Bei einem von uns betreuten Unternehmen haben wir zwei Jahre darum gerungen, absolute Klimaziele festzulegen. Der Widerstand war groß. Aber als der Vorstand das Thema dann mitgetragen hat, stellte sich plötzlich heraus, dass die Ziele viel schneller erreicht werden konnten als gedacht. Das Unternehmen hatte später sogar eine eigene Technologie an der Hand, mit der es den Standort dekarbonisieren konnte. Am Ende hat sich gezeigt, dass die Transformation nicht nur machbar, sondern auch wirtschaftlich attraktiv war: mit Kosteneinsparungen, einem belastbaren Business Case und einem neuen Produkt. Ein Aspekt, der in Zeiten des Fachkräftemangels übrigens oft übersehen wird: Unternehmen, die eine Transformation angehen, haben meist hohes Innovationspotenzial. Mit ihrem Engagement und ihrer Dynamik sind sie auf dem Arbeitsmarkt deutlich interessanter für die Führungskräfte der Zukunft.

 

Wie misst man den Erfolg von Transformation? Was sind sinnvolle KPIs abseits der CO₂-Bilanz?

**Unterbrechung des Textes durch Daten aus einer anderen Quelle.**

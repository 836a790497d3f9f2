/// The `(t, U(t))` arrays for one sweep value.
///
/// The solver owns a single frame and overwrites it in place for each sweep
/// value; observers only ever borrow it for the duration of one event.
#[derive(Debug, Clone, PartialEq)]
pub struct Frame {
    t: Vec<f64>,
    utility: Vec<f64>,
}

impl Frame {
    pub(crate) fn with_grid(t: &[f64]) -> Self {
        Self {
            t: t.to_vec(),
            utility: vec![0.0; t.len()],
        }
    }

    pub(crate) fn utility_mut(&mut self) -> &mut [f64] {
        &mut self.utility
    }

    /// The time grid.
    #[must_use]
    pub fn t(&self) -> &[f64] {
        &self.t
    }

    /// Returns `(t, U(t))` pairs in grid order.
    pub fn points(&self) -> impl Iterator<Item = (f64, f64)> + '_ {
        self.t.iter().copied().zip(self.utility.iter().copied())
    }
}
//! Clipping of polylines to a rectangular plot window.
//!
//! Curves routinely leave the visible axis window (the reward spike at the
//! origin is far taller than the y range). Rather than let the backend draw
//! outside the plotting area, lines are cut at the window edge: the result is
//! one or more visible runs, each a polyline fully inside the window.

use std::ops::Range;

type Point = (f64, f64);

/// Clips a polyline to `x × y`, returning its visible runs in order.
///
/// Points inside the window are kept as-is. Where a segment crosses the
/// window boundary, the crossing point is interpolated. A run ends wherever
/// the line leaves the window, and a new run starts where it re-enters.
/// Segments touching a non-finite coordinate are dropped.
#[must_use]
pub fn clip_polyline<I>(points: I, x: &Range<f64>, y: &Range<f64>) -> Vec<Vec<Point>>
where
    I: IntoIterator<Item = Point>,
{
    let mut runs = Vec::new();
    let mut run: Vec<Point> = Vec::new();
    let mut points = points.into_iter();

    let Some(mut prev) = points.next() else {
        return runs;
    };
    let mut single = true;

    for next in points {
        single = false;
        match clip_segment(prev, next, x, y) {
            Some((a, b)) => {
                if run.last() != Some(&a) {
                    flush(&mut runs, &mut run);
                    run.push(a);
                }
                run.push(b);
            }
            None => flush(&mut runs, &mut run),
        }
        prev = next;
    }

    if single && contains(prev, x, y) {
        run.push(prev);
    }
    flush(&mut runs, &mut run);

    runs
}

fn flush(runs: &mut Vec<Vec<Point>>, run: &mut Vec<Point>) {
    if !run.is_empty() {
        runs.push(std::mem::take(run));
    }
}

fn contains(p: Point, x: &Range<f64>, y: &Range<f64>) -> bool {
    (x.start..=x.end).contains(&p.0) && (y.start..=y.end).contains(&p.1)
}

/// Liang–Barsky clipping of one segment.
///
/// Unclipped endpoints are returned bit-for-bit so consecutive segments chain.
fn clip_segment(p0: Point, p1: Point, x: &Range<f64>, y: &Range<f64>) -> Option<(Point, Point)> {
    if ![p0.0, p0.1, p1.0, p1.1].iter().all(|v| v.is_finite()) {
        return None;
    }

    let dx = p1.0 - p0.0;
    let dy = p1.1 - p0.1;
    let mut t0 = 0.0_f64;
    let mut t1 = 1.0_f64;

    for (p, q) in [
        (-dx, p0.0 - x.start),
        (dx, x.end - p0.0),
        (-dy, p0.1 - y.start),
        (dy, y.end - p0.1),
    ] {
        if p == 0.0 {
            if q < 0.0 {
                return None;
            }
            continue;
        }

        let r = q / p;
        if p < 0.0 {
            if r > t1 {
                return None;
            }
            t0 = t0.max(r);
        } else {
            if r < t0 {
                return None;
            }
            t1 = t1.min(r);
        }
    }

    let at = |s: f64| (p0.0 + s * dx, p0.1 + s * dy);
    let a = if t0 == 0.0 { p0 } else { at(t0) };
    let b = if t1 == 1.0 { p1 } else { at(t1) };

    Some((a, b))
}

#[cfg(test)]
mod tests {
    use super::*;

    use approx::assert_relative_eq;

    const X: Range<f64> = 0.0..10.0;
    const Y: Range<f64> = 0.0..1.0;

    #[test]
    fn inside_polyline_is_unchanged() {
        let points = vec![(0.0, 0.5), (1.0, 0.4), (2.0, 0.3), (3.0, 0.2)];
        let runs = clip_polyline(points.clone(), &X, &Y);

        assert_eq!(runs, vec![points]);
    }

    #[test]
    fn spike_above_window_is_cut_at_the_top() {
        // Starts far above the window and falls into it.
        let runs = clip_polyline([(0.0, 3.0), (1.0, 0.5), (2.0, 0.25)], &X, &Y);

        assert_eq!(runs.len(), 1);
        let run = &runs[0];
        assert_eq!(run.len(), 3);
        assert_relative_eq!(run[0].0, 0.8, epsilon = 1e-12);
        assert_relative_eq!(run[0].1, 1.0, epsilon = 1e-12);
        assert_eq!(run[1], (1.0, 0.5));
        assert_eq!(run[2], (2.0, 0.25));
    }

    #[test]
    fn leaving_and_reentering_splits_runs() {
        let runs = clip_polyline(
            [(0.0, 0.5), (1.0, 2.0), (2.0, 2.0), (3.0, 0.5)],
            &X,
            &Y,
        );

        assert_eq!(runs.len(), 2);
        assert_eq!(runs[0][0], (0.0, 0.5));
        assert_relative_eq!(runs[0][1].1, 1.0, epsilon = 1e-12);
        assert_relative_eq!(runs[1][0].1, 1.0, epsilon = 1e-12);
        assert_eq!(runs[1][1], (3.0, 0.5));
    }

    #[test]
    fn points_past_x_end_are_truncated() {
        let runs = clip_polyline([(9.0, 0.5), (11.0, 0.3), (12.0, 0.2)], &X, &Y);

        assert_eq!(runs.len(), 1);
        assert_eq!(runs[0].len(), 2);
        assert_relative_eq!(runs[0][1].0, 10.0);
        assert_relative_eq!(runs[0][1].1, 0.4, epsilon = 1e-12);
    }

    #[test]
    fn fully_outside_polyline_is_dropped() {
        let runs = clip_polyline([(0.0, 2.0), (1.0, 3.0), (2.0, 4.0)], &X, &Y);
        assert!(runs.is_empty());
    }

    #[test]
    fn single_point() {
        assert_eq!(clip_polyline([(1.0, 0.5)], &X, &Y), vec![vec![(1.0, 0.5)]]);
        assert!(clip_polyline([(1.0, 5.0)], &X, &Y).is_empty());
        assert!(clip_polyline(Vec::<(f64, f64)>::new(), &X, &Y).is_empty());
    }

    #[test]
    fn non_finite_points_break_the_line() {
        let runs = clip_polyline(
            [(0.0, 0.5), (1.0, 0.5), (2.0, f64::NAN), (3.0, 0.5), (4.0, 0.5)],
            &X,
            &Y,
        );

        assert_eq!(runs, vec![vec![(0.0, 0.5), (1.0, 0.5)], vec![(3.0, 0.5), (4.0, 0.5)]]);
    }
}
use hedon_core::GridError;
use hedon_models::ParamsError;
use hedon_observers::{FigureError, RenderError};
use hedon_solvers::sweep;

/// Errors that can occur while setting up or rendering an animation.
#[derive(Debug, thiserror::Error)]
pub enum Error {
    #[error("invalid grid: {0}")]
    Grid(#[from] GridError),

    #[error("invalid parameters: {0}")]
    Params(#[from] ParamsError),

    #[error("invalid figure: {0}")]
    Figure(#[from] FigureError),

    #[error("sweep failed: {0}")]
    Sweep(#[from] sweep::Error),

    #[error("render failed: {0}")]
    Render(#[from] RenderError),
}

Zuerst einmal durch den unternehmerischen Erfolg. Denn nachhaltige Transformation darf kein Selbstzweck sein. Ein gutes Beispiel ist Rügenwalder Mühle. Das Unternehmen hat irgendwann angefangen, neben Fleisch auch vegetarische Produkte anzubieten. Transformation lässt sich klar messen: Wie viel Umsatz kommt aus dem vegetarischen Sortiment? Und wie viel noch aus dem klassischen? Am Ende geht es auch um Fragen wie: Reduziere ich Risiken in der Wertschöpfung? Habe ich weniger Ausfälle, geringere Standzeiten? All das gehört für mich zum messbaren Erfolg von Transformationen, genauso wie klassische Nachhaltigkeitskennzahlen, etwa die eingesparten Emissionen in Tonnen CO₂ oder der Wasserverbrauch in Kubikmetern.

 

Welche Rolle spielen Banken bei der grünen Transformation?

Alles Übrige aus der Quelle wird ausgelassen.